> _The task_
Search the entries below for the string "RequestId" and give the number of lines that hold it, nothing else.

[Items from a dataset]

━━━━

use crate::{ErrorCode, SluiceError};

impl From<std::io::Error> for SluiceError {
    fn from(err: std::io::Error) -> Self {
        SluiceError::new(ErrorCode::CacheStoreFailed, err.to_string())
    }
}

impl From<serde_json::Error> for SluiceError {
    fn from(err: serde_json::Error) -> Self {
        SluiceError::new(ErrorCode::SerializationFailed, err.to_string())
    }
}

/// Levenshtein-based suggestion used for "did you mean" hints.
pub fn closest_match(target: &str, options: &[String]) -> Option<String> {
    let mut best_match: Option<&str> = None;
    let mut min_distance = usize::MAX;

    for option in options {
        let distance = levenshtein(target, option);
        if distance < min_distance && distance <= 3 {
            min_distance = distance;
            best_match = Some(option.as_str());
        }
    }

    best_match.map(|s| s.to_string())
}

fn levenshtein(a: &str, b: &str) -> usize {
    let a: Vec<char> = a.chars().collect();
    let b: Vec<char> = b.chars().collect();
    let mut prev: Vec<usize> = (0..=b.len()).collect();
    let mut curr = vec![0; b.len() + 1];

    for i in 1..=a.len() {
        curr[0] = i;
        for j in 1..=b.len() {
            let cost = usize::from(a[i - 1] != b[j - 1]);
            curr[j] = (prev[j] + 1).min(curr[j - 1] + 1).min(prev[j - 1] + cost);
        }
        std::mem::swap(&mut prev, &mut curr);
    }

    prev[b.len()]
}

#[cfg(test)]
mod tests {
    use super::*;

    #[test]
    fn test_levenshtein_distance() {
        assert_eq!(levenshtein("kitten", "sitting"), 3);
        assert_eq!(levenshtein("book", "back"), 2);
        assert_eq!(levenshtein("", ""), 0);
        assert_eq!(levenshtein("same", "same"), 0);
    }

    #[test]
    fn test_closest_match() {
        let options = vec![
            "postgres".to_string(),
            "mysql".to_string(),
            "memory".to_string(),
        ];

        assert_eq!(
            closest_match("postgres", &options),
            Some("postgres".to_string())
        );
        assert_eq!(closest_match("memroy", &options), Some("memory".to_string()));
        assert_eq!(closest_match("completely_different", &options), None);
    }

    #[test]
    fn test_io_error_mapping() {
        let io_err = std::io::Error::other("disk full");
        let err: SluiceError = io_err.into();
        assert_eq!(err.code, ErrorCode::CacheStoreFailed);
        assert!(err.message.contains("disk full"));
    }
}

━━━━

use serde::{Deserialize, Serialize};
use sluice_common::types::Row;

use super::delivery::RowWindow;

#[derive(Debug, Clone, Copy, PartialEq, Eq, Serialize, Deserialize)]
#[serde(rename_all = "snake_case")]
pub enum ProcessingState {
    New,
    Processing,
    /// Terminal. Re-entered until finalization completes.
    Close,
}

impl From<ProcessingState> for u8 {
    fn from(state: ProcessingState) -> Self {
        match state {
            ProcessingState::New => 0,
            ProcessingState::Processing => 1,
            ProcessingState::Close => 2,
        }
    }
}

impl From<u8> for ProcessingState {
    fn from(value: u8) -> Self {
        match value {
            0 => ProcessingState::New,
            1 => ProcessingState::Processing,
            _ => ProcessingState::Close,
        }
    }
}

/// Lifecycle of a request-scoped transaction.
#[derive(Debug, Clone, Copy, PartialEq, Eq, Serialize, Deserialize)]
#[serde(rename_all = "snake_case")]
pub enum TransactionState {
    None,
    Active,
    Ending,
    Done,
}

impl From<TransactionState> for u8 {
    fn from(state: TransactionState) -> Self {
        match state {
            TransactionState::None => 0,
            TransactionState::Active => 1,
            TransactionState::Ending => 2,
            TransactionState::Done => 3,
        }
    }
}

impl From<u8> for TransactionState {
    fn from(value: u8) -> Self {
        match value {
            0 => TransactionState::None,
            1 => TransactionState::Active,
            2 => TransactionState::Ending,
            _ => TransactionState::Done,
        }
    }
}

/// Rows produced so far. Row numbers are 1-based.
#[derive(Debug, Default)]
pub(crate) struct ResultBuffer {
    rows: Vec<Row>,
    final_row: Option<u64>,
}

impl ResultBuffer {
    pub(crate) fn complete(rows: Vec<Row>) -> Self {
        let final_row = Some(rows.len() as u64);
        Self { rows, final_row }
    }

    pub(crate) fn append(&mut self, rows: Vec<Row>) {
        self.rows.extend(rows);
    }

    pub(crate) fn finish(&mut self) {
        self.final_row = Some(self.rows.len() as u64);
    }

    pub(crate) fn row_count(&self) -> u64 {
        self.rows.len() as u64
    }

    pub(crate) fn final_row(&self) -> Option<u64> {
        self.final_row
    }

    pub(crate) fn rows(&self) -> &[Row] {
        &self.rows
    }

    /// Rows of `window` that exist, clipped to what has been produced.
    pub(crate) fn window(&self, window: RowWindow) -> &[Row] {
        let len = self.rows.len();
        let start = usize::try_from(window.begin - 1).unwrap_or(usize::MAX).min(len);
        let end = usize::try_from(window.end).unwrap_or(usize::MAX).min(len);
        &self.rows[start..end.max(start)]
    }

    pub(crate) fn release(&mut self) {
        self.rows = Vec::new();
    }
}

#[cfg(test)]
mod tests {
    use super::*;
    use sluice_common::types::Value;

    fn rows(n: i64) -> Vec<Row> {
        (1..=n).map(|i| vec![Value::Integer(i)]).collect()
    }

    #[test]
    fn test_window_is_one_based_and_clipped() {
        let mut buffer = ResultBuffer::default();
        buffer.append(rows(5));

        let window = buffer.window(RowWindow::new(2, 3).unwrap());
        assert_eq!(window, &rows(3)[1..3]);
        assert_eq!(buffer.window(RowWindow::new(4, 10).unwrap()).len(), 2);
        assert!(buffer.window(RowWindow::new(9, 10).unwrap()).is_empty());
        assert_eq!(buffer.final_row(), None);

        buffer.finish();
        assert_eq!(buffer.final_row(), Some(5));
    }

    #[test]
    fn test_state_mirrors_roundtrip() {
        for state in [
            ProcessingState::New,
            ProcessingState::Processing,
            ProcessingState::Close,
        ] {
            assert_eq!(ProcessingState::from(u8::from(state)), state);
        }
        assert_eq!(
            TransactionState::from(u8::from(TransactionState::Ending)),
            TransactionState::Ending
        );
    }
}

━━━━

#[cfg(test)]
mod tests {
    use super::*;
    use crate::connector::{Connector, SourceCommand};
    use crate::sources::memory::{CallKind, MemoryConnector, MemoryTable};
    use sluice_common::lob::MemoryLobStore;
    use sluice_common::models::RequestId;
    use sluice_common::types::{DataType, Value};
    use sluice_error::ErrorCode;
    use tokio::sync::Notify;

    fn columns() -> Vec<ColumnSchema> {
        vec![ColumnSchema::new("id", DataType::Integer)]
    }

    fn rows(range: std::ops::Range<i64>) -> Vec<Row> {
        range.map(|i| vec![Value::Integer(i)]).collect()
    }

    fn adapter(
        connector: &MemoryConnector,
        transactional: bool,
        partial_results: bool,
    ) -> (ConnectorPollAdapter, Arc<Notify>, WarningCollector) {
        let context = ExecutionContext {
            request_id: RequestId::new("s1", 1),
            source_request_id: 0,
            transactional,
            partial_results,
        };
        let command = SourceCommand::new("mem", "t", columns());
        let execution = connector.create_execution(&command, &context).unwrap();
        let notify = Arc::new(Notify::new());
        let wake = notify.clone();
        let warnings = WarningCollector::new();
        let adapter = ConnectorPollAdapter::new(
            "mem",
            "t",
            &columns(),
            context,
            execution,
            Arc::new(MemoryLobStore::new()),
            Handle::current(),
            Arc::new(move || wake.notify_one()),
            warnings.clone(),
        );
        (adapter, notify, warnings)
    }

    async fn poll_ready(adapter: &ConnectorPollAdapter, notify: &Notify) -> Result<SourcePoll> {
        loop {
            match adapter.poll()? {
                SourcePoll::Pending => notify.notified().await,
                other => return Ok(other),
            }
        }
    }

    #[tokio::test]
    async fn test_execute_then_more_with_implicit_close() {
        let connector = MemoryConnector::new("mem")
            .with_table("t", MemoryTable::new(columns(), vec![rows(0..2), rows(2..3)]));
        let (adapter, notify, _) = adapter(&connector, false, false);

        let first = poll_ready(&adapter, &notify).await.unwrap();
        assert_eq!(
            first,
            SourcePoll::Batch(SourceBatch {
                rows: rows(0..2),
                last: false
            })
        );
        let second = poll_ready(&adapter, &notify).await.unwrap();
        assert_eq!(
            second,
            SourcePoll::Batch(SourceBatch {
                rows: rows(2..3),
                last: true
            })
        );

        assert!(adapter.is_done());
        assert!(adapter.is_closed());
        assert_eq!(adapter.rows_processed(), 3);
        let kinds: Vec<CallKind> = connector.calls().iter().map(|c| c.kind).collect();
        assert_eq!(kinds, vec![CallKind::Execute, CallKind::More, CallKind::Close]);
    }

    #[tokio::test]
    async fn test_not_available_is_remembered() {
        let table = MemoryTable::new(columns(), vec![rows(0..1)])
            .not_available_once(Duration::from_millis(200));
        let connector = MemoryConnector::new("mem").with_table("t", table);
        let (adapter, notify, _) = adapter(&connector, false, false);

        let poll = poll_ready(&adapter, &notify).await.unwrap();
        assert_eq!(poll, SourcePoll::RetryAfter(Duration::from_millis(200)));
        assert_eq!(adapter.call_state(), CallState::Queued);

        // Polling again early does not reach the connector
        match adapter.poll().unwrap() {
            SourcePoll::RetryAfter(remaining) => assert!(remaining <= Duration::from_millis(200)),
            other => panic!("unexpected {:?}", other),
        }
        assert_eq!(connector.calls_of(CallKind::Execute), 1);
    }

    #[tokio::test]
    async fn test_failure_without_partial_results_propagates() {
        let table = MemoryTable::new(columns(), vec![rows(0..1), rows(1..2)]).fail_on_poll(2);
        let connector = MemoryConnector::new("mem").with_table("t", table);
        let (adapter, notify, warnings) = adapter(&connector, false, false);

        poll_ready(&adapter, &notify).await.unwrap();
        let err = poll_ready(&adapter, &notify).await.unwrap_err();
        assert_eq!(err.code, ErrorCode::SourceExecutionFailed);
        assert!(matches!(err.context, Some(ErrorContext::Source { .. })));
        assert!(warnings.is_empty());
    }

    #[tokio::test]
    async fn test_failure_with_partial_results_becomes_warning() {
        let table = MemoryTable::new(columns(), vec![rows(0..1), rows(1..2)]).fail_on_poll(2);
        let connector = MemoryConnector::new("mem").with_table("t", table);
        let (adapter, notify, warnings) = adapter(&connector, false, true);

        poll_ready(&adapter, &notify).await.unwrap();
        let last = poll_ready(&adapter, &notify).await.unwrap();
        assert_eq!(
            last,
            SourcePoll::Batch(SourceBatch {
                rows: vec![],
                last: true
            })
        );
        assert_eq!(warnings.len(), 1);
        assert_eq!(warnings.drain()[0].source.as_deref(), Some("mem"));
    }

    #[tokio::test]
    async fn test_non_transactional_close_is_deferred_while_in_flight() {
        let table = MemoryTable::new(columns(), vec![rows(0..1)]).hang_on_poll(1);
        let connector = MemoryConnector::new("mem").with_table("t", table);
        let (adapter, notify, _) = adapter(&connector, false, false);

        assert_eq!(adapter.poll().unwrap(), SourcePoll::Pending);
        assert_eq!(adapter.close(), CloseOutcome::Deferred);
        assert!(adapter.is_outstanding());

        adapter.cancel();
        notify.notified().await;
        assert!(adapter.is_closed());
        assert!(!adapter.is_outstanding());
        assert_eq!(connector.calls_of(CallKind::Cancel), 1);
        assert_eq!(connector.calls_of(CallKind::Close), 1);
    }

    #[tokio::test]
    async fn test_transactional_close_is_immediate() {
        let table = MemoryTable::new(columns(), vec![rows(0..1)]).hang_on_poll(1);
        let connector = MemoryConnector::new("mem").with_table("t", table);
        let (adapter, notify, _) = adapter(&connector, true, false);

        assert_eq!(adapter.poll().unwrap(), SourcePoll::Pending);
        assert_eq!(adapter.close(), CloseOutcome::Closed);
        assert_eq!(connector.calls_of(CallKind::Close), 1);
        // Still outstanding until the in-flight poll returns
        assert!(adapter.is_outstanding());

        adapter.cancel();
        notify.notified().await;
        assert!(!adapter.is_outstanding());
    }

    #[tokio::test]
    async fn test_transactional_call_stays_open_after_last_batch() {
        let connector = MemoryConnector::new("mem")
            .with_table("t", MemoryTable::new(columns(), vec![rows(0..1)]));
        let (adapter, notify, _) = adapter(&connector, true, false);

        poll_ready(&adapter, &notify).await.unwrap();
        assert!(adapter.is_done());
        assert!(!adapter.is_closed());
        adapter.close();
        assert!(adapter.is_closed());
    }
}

━━━━

> _Response below_
2